In many production settings, it is undesirable to have all developers accessing and running on the production environments. Therefore, it is best to "gate" certain pipelines running on production stacks. This can be achieved through the concept of Continuous Integration and Continuous Deployment (CI/CD).

CI/CD represents an approach to continuously integrate new code, data, and features into existing pipelines, validate the quality through automated testing, and then automatically deploy improved and tested ML pipelines into production. Practically, this means that the running of the pipeline on a certain stack should be done not on a local developer machine, but rather than in CI job, using services like Jenkins , GitHub Actions, Circle CI and more.

The Git Workflow

Here is how such a CI/CD system could look like:

You can find a practical example that uses the visualized flow here.

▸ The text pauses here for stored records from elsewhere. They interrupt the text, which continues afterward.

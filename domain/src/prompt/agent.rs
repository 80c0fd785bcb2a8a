//! Prompt templates for tool selection and answer synthesis

use crate::agent::answer::result_line;
use crate::core::context::QueryContext;
use crate::tool::entities::ToolDescriptor;
use crate::tool::value_objects::ToolResult;

/// Templates for generating agent prompts
pub struct AgentPromptTemplate;

impl AgentPromptTemplate {
    /// System prompt for the selection call
    pub fn selection_system() -> &'static str {
        "You are a tool-routing assistant. You decide which tools answer a user's query \
         and with which arguments. You reply with JSON only."
    }

    /// Render tool descriptors as a bullet list with their parameters.
    pub fn tool_catalog(tools: &[&ToolDescriptor]) -> String {
        tools
            .iter()
            .map(|t| {
                let params = t
                    .input_schema
                    .iter()
                    .map(|p| {
                        let required = if p.required { ", required" } else { "" };
                        let allowed = if p.enum_values.is_empty() {
                            String::new()
                        } else {
                            format!(" One of: {}.", p.enum_values.join(", "))
                        };
                        format!(
                            "    - {} ({}{}): {}{}",
                            p.name, p.param_type, required, p.description, allowed
                        )
                    })
                    .collect::<Vec<_>>()
                    .join("\n");
                format!("- {}: {}\n{}", t.name, t.description, params)
            })
            .collect::<Vec<_>>()
            .join("\n")
    }

    /// Prompt asking the LLM for an ordered tool plan
    pub fn selection_prompt(query: &str, tools: &[&ToolDescriptor], context: &QueryContext) -> String {
        let context_section = if context.is_empty() {
            "(none)".to_string()
        } else {
            context
                .iter()
                .map(|(k, v)| format!("- {}: {}", k, v))
                .collect::<Vec<_>>()
                .join("\n")
        };

        format!(
            r#"Available tools:
{catalog}

User query: {query}

Context:
{context_section}

Choose the tool(s) needed to answer the query, in the order they should run.
Extract concrete argument values from the query (for example the location for
weather or the search terms for a search). Use the context's file_path for
document tools.

Respond with a JSON array and nothing else:
[
  {{"tool": "tool_name", "arguments": {{"param": "value"}}, "reasoning": "why"}}
]

Respond with [] if no tool applies."#,
            catalog = Self::tool_catalog(tools),
        )
    }

    /// System prompt for the synthesis call
    pub fn synthesis_system() -> &'static str {
        "You are a helpful AI assistant that provides clear, concise answers based on tool execution results."
    }

    /// Prompt asking the LLM to answer from tool results
    pub fn synthesis_prompt(query: &str, steps: &[String], results: &[ToolResult]) -> String {
        let steps_text = steps
            .iter()
            .enumerate()
            .map(|(i, s)| format!("{}. {}", i + 1, s))
            .collect::<Vec<_>>()
            .join("\n");
        let results_text = results
            .iter()
            .map(result_line)
            .collect::<Vec<_>>()
            .join("\n");

        format!(
            r#"Based on the tool execution results below, answer the user's question.

User question: {query}

Execution steps:
{steps_text}

Tool results:
{results_text}

Give a natural, conversational answer that directly addresses the question
using the tool results. If a tool failed, mention it briefly and focus on the
successful results."#
        )
    }
}
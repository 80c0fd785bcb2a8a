//! `calculator_tool`: safe arithmetic evaluation.
//!
//! Expressions are parsed by a small recursive-descent parser; nothing is
//! ever handed to an interpreter.
//!
//! # Grammar
//!
//! ```text
//! expr    := term (('+' | '-') term)*
//! term    := unary (('*' | '/' | '%') unary)*
//! unary   := ('-' | '+') unary | power
//! power   := primary (('^' | '**') unary)?
//! primary := number | name | name '(' expr (',' expr)* ')' | '(' expr ')'
//! ```
//!
//! `-2^2` is `-4` and `2^3^2` is `512`.
//!
//! # Parameters
//!
//! | Name | Type | Required | Description |
//! |------|------|:---:|-------------|
//! | `expression` | string | Yes | Expression to evaluate |
//! | `precision` | integer | No | Decimal places (0-10) |

use async_trait::async_trait;
use serde_json::{Value, json};
use toolcall_domain::agent::rules::CALCULATOR_TOOL;
use toolcall_domain::{ParamType, ToolArguments, ToolDescriptor, ToolError, ToolHandler, ToolParameter};
use tracing::debug;

use super::args::{opt_u64, require_str};

/// Largest magnitude rendered as an integer.
const MAX_EXACT_INTEGER: f64 = 9_007_199_254_740_992.0;

/// Nesting bound for parentheses, signs and exponent chains.
const MAX_DEPTH: usize = 128;

#[derive(Debug, Clone, Default)]
pub struct CalculatorTool;

impl CalculatorTool {
    pub fn new() -> Self {
        Self
    }
}

#[async_trait]
impl ToolHandler for CalculatorTool {
    fn descriptor(&self) -> ToolDescriptor {
        ToolDescriptor::new(
            CALCULATOR_TOOL,
            "Evaluate a mathematical expression safely. Supports + - * / % ^, parentheses, \
             abs sqrt sin cos tan log log10 exp ceil floor round min max, and the constants pi and e.",
        )
        .with_parameter(ToolParameter::new(
            "expression",
            "Mathematical expression, e.g. '2 + 2', 'sqrt(16)', '10 * (5 + 3)'",
            true,
        ))
        .with_parameter(
            ToolParameter::new("precision", "Decimal places to round the result to", false)
                .with_type(ParamType::Integer)
                .with_range(Some(0.0), Some(10.0)),
        )
        .with_output(
            ToolParameter::new("result", "Numeric result", true).with_type(ParamType::Number),
        )
        .with_output(ToolParameter::new("formatted_result", "Result as text", true))
    }

    async fn execute(&self, arguments: &ToolArguments) -> Result<Value, ToolError> {
        let expression = require_str(arguments, "expression")?;
        let precision = opt_u64(arguments, "precision").map(|p| p.min(10) as usize);

        debug!(expression, "Evaluating expression");
        let value = evaluate(expression).map_err(|e| ToolError::invalid_argument(e.to_string()))?;

        let (result, formatted) = match precision {
            Some(digits) => {
                let factor = 10f64.powi(digits as i32);
                let rounded = (value * factor).round() / factor;
                (json!(rounded), format!("{:.*}", digits, rounded))
            }
            None => (number_value(value), format_number(value)),
        };

        Ok(json!({
            "expression": expression,
            "result": result,
            "formatted_result": formatted,
            "summary": format!("{} = {}", expression, formatted),
        }))
    }
}

/// Why an expression could not be evaluated.
#[derive(Debug, Clone, PartialEq, thiserror::Error)]
pub enum CalcError {
    #[error("Invalid expression: {0}")]
    Syntax(String),

    #[error("Division by zero")]
    DivisionByZero,

    #[error("Unknown name: {0}")]
    UnknownName(String),

    #[error("Invalid value: {0}")]
    Domain(String),
}

/// Evaluate an arithmetic expression.
pub fn evaluate(expression: &str) -> Result<f64, CalcError> {
    let tokens = tokenize(expression)?;
    if tokens.is_empty() {
        return Err(CalcError::Syntax("empty expression".to_string()));
    }

    let mut parser = Parser {
        tokens,
        pos: 0,
        depth: 0,
    };
    let value = parser.expr()?;
    if let Some(token) = parser.peek() {
        return Err(CalcError::Syntax(format!("unexpected {}", token)));
    }
    if !value.is_finite() {
        return Err(CalcError::Domain("result is not a finite number".to_string()));
    }
    Ok(value)
}

fn number_value(value: f64) -> Value {
    if value.fract() == 0.0 && value.abs() < MAX_EXACT_INTEGER {
        json!(value as i64)
    } else {
        json!(value)
    }
}

fn format_number(value: f64) -> String {
    if value.fract() == 0.0 && value.abs() < MAX_EXACT_INTEGER {
        format!("{}", value as i64)
    } else {
        format!("{}", value)
    }
}

#[derive(Debug, Clone, PartialEq)]
enum Token {
    Number(f64),
    Name(String),
    Op(char),
    LParen,
    RParen,
    Comma,
}

impl std::fmt::Display for Token {
    fn fmt(&self, f: &mut std::fmt::Formatter<'_>) -> std::fmt::Result {
        match self {
            Token::Number(n) => write!(f, "number {}", n),
            Token::Name(name) => write!(f, "name '{}'", name),
            Token::Op(op) => write!(f, "operator '{}'", op),
            Token::LParen => write!(f, "'('"),
            Token::RParen => write!(f, "')'"),
            Token::Comma => write!(f, "','"),
        }
    }
}

fn tokenize(input: &str) -> Result<Vec<Token>, CalcError> {
    let chars: Vec<char> = input.chars().collect();
    let mut tokens = Vec::new();
    let mut i = 0;

    while i < chars.len() {
        let c = chars[i];
        match c {
            c if c.is_whitespace() => i += 1,
            '0'..='9' | '.' => {
                let start = i;
                while i < chars.len() && (chars[i].is_ascii_digit() || chars[i] == '.') {
                    i += 1;
                }
                // Scientific notation: 1e3, 2.5E-4
                if i < chars.len() && matches!(chars[i], 'e' | 'E') {
                    let mut j = i + 1;
                    if j < chars.len() && matches!(chars[j], '+' | '-') {
                        j += 1;
                    }
                    if j < chars.len() && chars[j].is_ascii_digit() {
                        i = j;
                        while i < chars.len() && chars[i].is_ascii_digit() {
                            i += 1;
                        }
                    }
                }
                let text: String = chars[start..i].iter().collect();
                let n = text
                    .parse::<f64>()
                    .map_err(|_| CalcError::Syntax(format!("bad number '{}'", text)))?;
                tokens.push(Token::Number(n));
            }
            'π' => {
                tokens.push(Token::Name("pi".to_string()));
                i += 1;
            }
            c if c.is_alphabetic() || c == '_' => {
                let start = i;
                while i < chars.len() && (chars[i].is_alphanumeric() || chars[i] == '_') {
                    i += 1;
                }
                let name: String = chars[start..i].iter().collect();
                tokens.push(Token::Name(name.to_lowercase()));
            }
            '*' if chars.get(i + 1) == Some(&'*') => {
                tokens.push(Token::Op('^'));
                i += 2;
            }
            '+' | '-' | '*' | '/' | '%' | '^' => {
                tokens.push(Token::Op(c));
                i += 1;
            }
            '×' => {
                tokens.push(Token::Op('*'));
                i += 1;
            }
            '÷' => {
                tokens.push(Token::Op('/'));
                i += 1;
            }
            '(' => {
                tokens.push(Token::LParen);
                i += 1;
            }
            ')' => {
                tokens.push(Token::RParen);
                i += 1;
            }
            ',' => {
                tokens.push(Token::Comma);
                i += 1;
            }
            other => {
                return Err(CalcError::Syntax(format!("unsupported character '{}'", other)));
            }
        }
    }

    Ok(tokens)
}

struct Parser {
    tokens: Vec<Token>,
    pos: usize,
    depth: usize,
}

impl Parser {
    fn peek(&self) -> Option<&Token> {
        self.tokens.get(self.pos)
    }

    fn next(&mut self) -> Option<Token> {
        let token = self.tokens.get(self.pos).cloned();
        self.pos += 1;
        token
    }

    fn eat_op(&mut self, ops: &[char]) -> Option<char> {
        match self.peek() {
            Some(Token::Op(op)) if ops.contains(op) => {
                let op = *op;
                self.pos += 1;
                Some(op)
            }
            _ => None,
        }
    }

    fn expect(&mut self, expected: Token) -> Result<(), CalcError> {
        match self.next() {
            Some(ref token) if *token == expected => Ok(()),
            Some(token) => Err(CalcError::Syntax(format!(
                "expected {}, found {}",
                expected, token
            ))),
            None => Err(CalcError::Syntax(format!(
                "expected {}, found end of input",
                expected
            ))),
        }
    }

    fn expr(&mut self) -> Result<f64, CalcError> {
        let mut value = self.term()?;
        while let Some(op) = self.eat_op(&['+', '-']) {
            let rhs = self.term()?;
            value = if op == '+' { value + rhs } else { value - rhs };
        }
        Ok(value)
    }

    fn term(&mut self) -> Result<f64, CalcError> {
        let mut value = self.unary()?;
        while let Some(op) = self.eat_op(&['*', '/', '%']) {
            let rhs = self.unary()?;
            value = match op {
                '*' => value * rhs,
                _ if rhs == 0.0 => return Err(CalcError::DivisionByZero),
                '/' => value / rhs,
                // Floored modulo, sign follows the divisor
                _ => value - rhs * (value / rhs).floor(),
            };
        }
        Ok(value)
    }

    // Every recursive path (parentheses, function arguments, signs,
    // exponents) passes through here, so depth is bounded in one place.
    fn unary(&mut self) -> Result<f64, CalcError> {
        self.depth += 1;
        if self.depth > MAX_DEPTH {
            return Err(CalcError::Syntax("expression nested too deeply".to_string()));
        }
        let value = match self.eat_op(&['-', '+']) {
            Some('-') => self.unary().map(|v| -v),
            Some(_) => self.unary(),
            None => self.power(),
        };
        self.depth -= 1;
        value
    }

    fn power(&mut self) -> Result<f64, CalcError> {
        let base = self.primary()?;
        if self.eat_op(&['^']).is_some() {
            let exponent = self.unary()?;
            if base == 0.0 && exponent < 0.0 {
                return Err(CalcError::DivisionByZero);
            }
            return Ok(base.powf(exponent));
        }
        Ok(base)
    }

    fn primary(&mut self) -> Result<f64, CalcError> {
        match self.next() {
            Some(Token::Number(n)) => Ok(n),
            Some(Token::LParen) => {
                let value = self.expr()?;
                self.expect(Token::RParen)?;
                Ok(value)
            }
            Some(Token::Name(name)) => {
                if self.peek() == Some(&Token::LParen) {
                    self.pos += 1;
                    let args = self.arguments()?;
                    apply_function(&name, &args)
                } else {
                    constant(&name)
                }
            }
            Some(token) => Err(CalcError::Syntax(format!("unexpected {}", token))),
            None => Err(CalcError::Syntax("unexpected end of input".to_string())),
        }
    }

    fn arguments(&mut self) -> Result<Vec<f64>, CalcError> {
        let mut args = Vec::new();
        if self.peek() == Some(&Token::RParen) {
            self.pos += 1;
            return Ok(args);
        }
        loop {
            args.push(self.expr()?);
            match self.next() {
                Some(Token::Comma) => continue,
                Some(Token::RParen) => return Ok(args),
                Some(token) => {
                    return Err(CalcError::Syntax(format!(
                        "expected ',' or ')', found {}",
                        token
                    )));
                }
                None => return Err(CalcError::Syntax("unclosed '('".to_string())),
            }
        }
    }
}

fn constant(name: &str) -> Result<f64, CalcError> {
    match name {
        "pi" => Ok(std::f64::consts::PI),
        "e" => Ok(std::f64::consts::E),
        "tau" => Ok(std::f64::consts::TAU),
        _ => Err(CalcError::UnknownName(name.to_string())),
    }
}

fn apply_function(name: &str, args: &[f64]) -> Result<f64, CalcError> {
    let arity = |expected: usize| -> Result<(), CalcError> {
        if args.len() == expected {
            Ok(())
        } else {
            Err(CalcError::Syntax(format!(
                "{}() takes {} argument(s), got {}",
                name,
                expected,
                args.len()
            )))
        }
    };

    match name {
        "abs" | "sqrt" | "sin" | "cos" | "tan" | "log10" | "exp" | "ceil" | "floor" => {
            arity(1)?;
            let x = args[0];
            match name {
                "abs" => Ok(x.abs()),
                "sqrt" if x < 0.0 => Err(CalcError::Domain(
                    "square root of a negative number".to_string(),
                )),
                "sqrt" => Ok(x.sqrt()),
                "sin" => Ok(x.sin()),
                "cos" => Ok(x.cos()),
                "tan" => Ok(x.tan()),
                "log10" if x <= 0.0 => Err(CalcError::Domain(
                    "logarithm of a non-positive number".to_string(),
                )),
                "log10" => Ok(x.log10()),
                "exp" => Ok(x.exp()),
                "ceil" => Ok(x.ceil()),
                _ => Ok(x.floor()),
            }
        }
        "log" => match args {
            [x] if *x > 0.0 => Ok(x.ln()),
            [x, base] if *x > 0.0 && *base > 0.0 && *base != 1.0 => Ok(x.log(*base)),
            [_] | [_, _] => Err(CalcError::Domain(
                "logarithm of a non-positive number or invalid base".to_string(),
            )),
            _ => Err(CalcError::Syntax(format!(
                "log() takes 1 or 2 arguments, got {}",
                args.len()
            ))),
        },
        "round" => match args {
            [x] => Ok(x.round()),
            [x, digits] => {
                let factor = 10f64.powi(*digits as i32);
                Ok((x * factor).round() / factor)
            }
            _ => Err(CalcError::Syntax(format!(
                "round() takes 1 or 2 arguments, got {}",
                args.len()
            ))),
        },
        "min" | "max" => {
            if args.is_empty() {
                return Err(CalcError::Syntax(format!(
                    "{}() needs at least one argument",
                    name
                )));
            }
            let fold: fn(f64, f64) -> f64 = if name == "min" { f64::min } else { f64::max };
            Ok(args[1..].iter().fold(args[0], |acc, &x| fold(acc, x)))
        }
        _ => Err(CalcError::UnknownName(name.to_string())),
    }
}
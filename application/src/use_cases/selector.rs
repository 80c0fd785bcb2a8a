//! Tool selector
//!
//! Decides which tools answer a query and with which arguments.
//!
//! - **LLM-backed** when the gateway declares itself available: the model
//!   gets the tool catalog and returns a JSON plan. Each entry is validated
//!   against the registry; invalid entries are dropped with a trace entry.
//! - **Keyword rules** ([`FallbackSelector`]) when the gateway is
//!   unavailable, or when it fails and `fallback_on_llm_error` is set.
//!
//! Either way the plan is truncated to `max_plan_steps`.

use std::sync::Arc;

use thiserror::Error;
use tracing::{debug, info, warn};
use toolcall_domain::{
    AgentError, AgentPromptTemplate, DefaultToolValidator, FallbackSelector, PlanSource,
    QueryContext, StepTrace, ToolCallPlan, ToolRegistry, ToolValidator, parse_tool_calls,
};

use crate::ports::llm_gateway::{GatewayError, LlmAvailability, LlmGateway};

/// Errors the selector cannot absorb.
#[derive(Error, Debug, Clone, PartialEq)]
pub enum SelectorError {
    #[error("tool selection via LLM failed: {0}")]
    Llm(#[from] GatewayError),
}

/// Chooses a [`ToolCallPlan`] for a query.
pub struct Selector {
    registry: Arc<ToolRegistry>,
    gateway: Arc<dyn LlmGateway>,
    fallback: FallbackSelector,
    validator: DefaultToolValidator,
    max_plan_steps: usize,
    fallback_on_llm_error: bool,
}

impl Selector {
    pub fn new(
        registry: Arc<ToolRegistry>,
        gateway: Arc<dyn LlmGateway>,
        max_plan_steps: usize,
        fallback_on_llm_error: bool,
    ) -> Self {
        Self {
            registry,
            gateway,
            fallback: FallbackSelector::new(),
            validator: DefaultToolValidator,
            max_plan_steps,
            fallback_on_llm_error,
        }
    }

    pub fn with_fallback(mut self, fallback: FallbackSelector) -> Self {
        self.fallback = fallback;
        self
    }

    /// Plan tool calls for `query`.
    pub async fn select(
        &self,
        query: &str,
        context: &QueryContext,
        trace: &mut StepTrace,
    ) -> Result<ToolCallPlan, SelectorError> {
        let mut plan = match self.gateway.availability() {
            LlmAvailability::Unavailable { reason } => {
                debug!(reason = %reason, "LLM unavailable, using keyword rules");
                trace.push(format!("LLM unavailable ({}); selecting tools by keyword rules", reason));
                self.select_by_rules(query, context)
            }
            LlmAvailability::Available { model } => {
                trace.push(format!("Selecting tools with LLM ({})", model));
                let llm_plan = self.select_with_llm(query, context, trace).await;
                match llm_plan {
                    Ok(plan) => plan,
                    Err(e) if self.fallback_on_llm_error => {
                        warn!(error = %e, "LLM selection failed, falling back to keyword rules");
                        trace.push(format!("LLM selection failed ({}); selecting tools by keyword rules", e));
                        self.select_by_rules(query, context)
                    }
                    Err(e) => {
                        warn!(error = %e, "LLM selection failed");
                        return Err(SelectorError::Llm(e));
                    }
                }
            }
        };

        let dropped = plan.truncate(self.max_plan_steps);
        if dropped > 0 {
            trace.push(format!(
                "Plan truncated to {} steps ({} dropped)",
                self.max_plan_steps, dropped
            ));
        }

        if plan.is_empty() {
            trace.push(format!("Selected empty plan via {}", plan.source));
        } else {
            trace.push(format!("Selected plan via {}: {}", plan.source, plan.describe()));
        }
        info!(source = %plan.source, tools = ?plan.tool_names(), "Plan selected");

        Ok(plan)
    }

    fn select_by_rules(&self, query: &str, context: &QueryContext) -> ToolCallPlan {
        self.fallback
            .select(query, context, |name| self.registry.contains(name))
    }

    async fn select_with_llm(
        &self,
        query: &str,
        context: &QueryContext,
        trace: &mut StepTrace,
    ) -> Result<ToolCallPlan, GatewayError> {
        let session = self
            .gateway
            .create_session_with_system_prompt(AgentPromptTemplate::selection_system())
            .await?;
        let prompt = AgentPromptTemplate::selection_prompt(query, &self.registry.list(), context);
        let response = session.send(&prompt).await?;

        let mut plan = ToolCallPlan::new(PlanSource::Llm);
        let Some(entries) = parse_tool_calls(&response) else {
            warn!("Could not parse a plan from the LLM response");
            trace.push("Could not parse a plan from the LLM response");
            return Ok(plan);
        };

        for entry in entries {
            let call = match entry {
                Ok(call) => call,
                Err(reason) => {
                    let error = AgentError::InvalidPlanStep {
                        tool: "<unnamed>".to_string(),
                        reason,
                    };
                    trace.push(format!("{} (dropped)", error));
                    continue;
                }
            };

            let validated = self
                .registry
                .lookup(&call.tool_name)
                .map_err(|e| e.to_string())
                .and_then(|tool| {
                    self.validator
                        .validate(&call.arguments, &tool.descriptor)
                        .map_err(|e| e.to_string())
                });

            match validated {
                Ok(arguments) => {
                    for name in call.arguments.keys() {
                        if !arguments.contains_key(name) {
                            debug!(tool = %call.tool_name, arg = %name, "Ignoring undeclared argument");
                        }
                    }
                    plan.push(call.with_arguments(arguments));
                }
                Err(reason) => {
                    let error = AgentError::InvalidPlanStep {
                        tool: call.tool_name.clone(),
                        reason,
                    };
                    warn!(error = %error, "Dropping invalid plan step");
                    trace.push(format!("{} (dropped)", error));
                }
            }
        }

        Ok(plan)
    }
}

In particular, take a look at the workflow file here.

In essence this is what happens:

1) User writes and pushes code to their code repository

2) The CI/CD Framework of the code repository starts a worker

3) Within this worker zenml and other requirements will be installed

4 - 6) The worker connects to the ZenML server and triggers a pipeline run

7 - 11) The pipeline is now executed on the stack of choice

Best Practices

  • Create a dedicated user for the CI/CD workflow.

  • Always make sure to call zenml connect in your worker during setup with the above user. Make sure the credentials are secrets in your workflow.

  • Create a staging stack when merging to a develop branch, and trigger the production workflow only when merging to the main branch.

  • Understand how containerization works in ZenML, and leverage advantages such as build caching and code repository.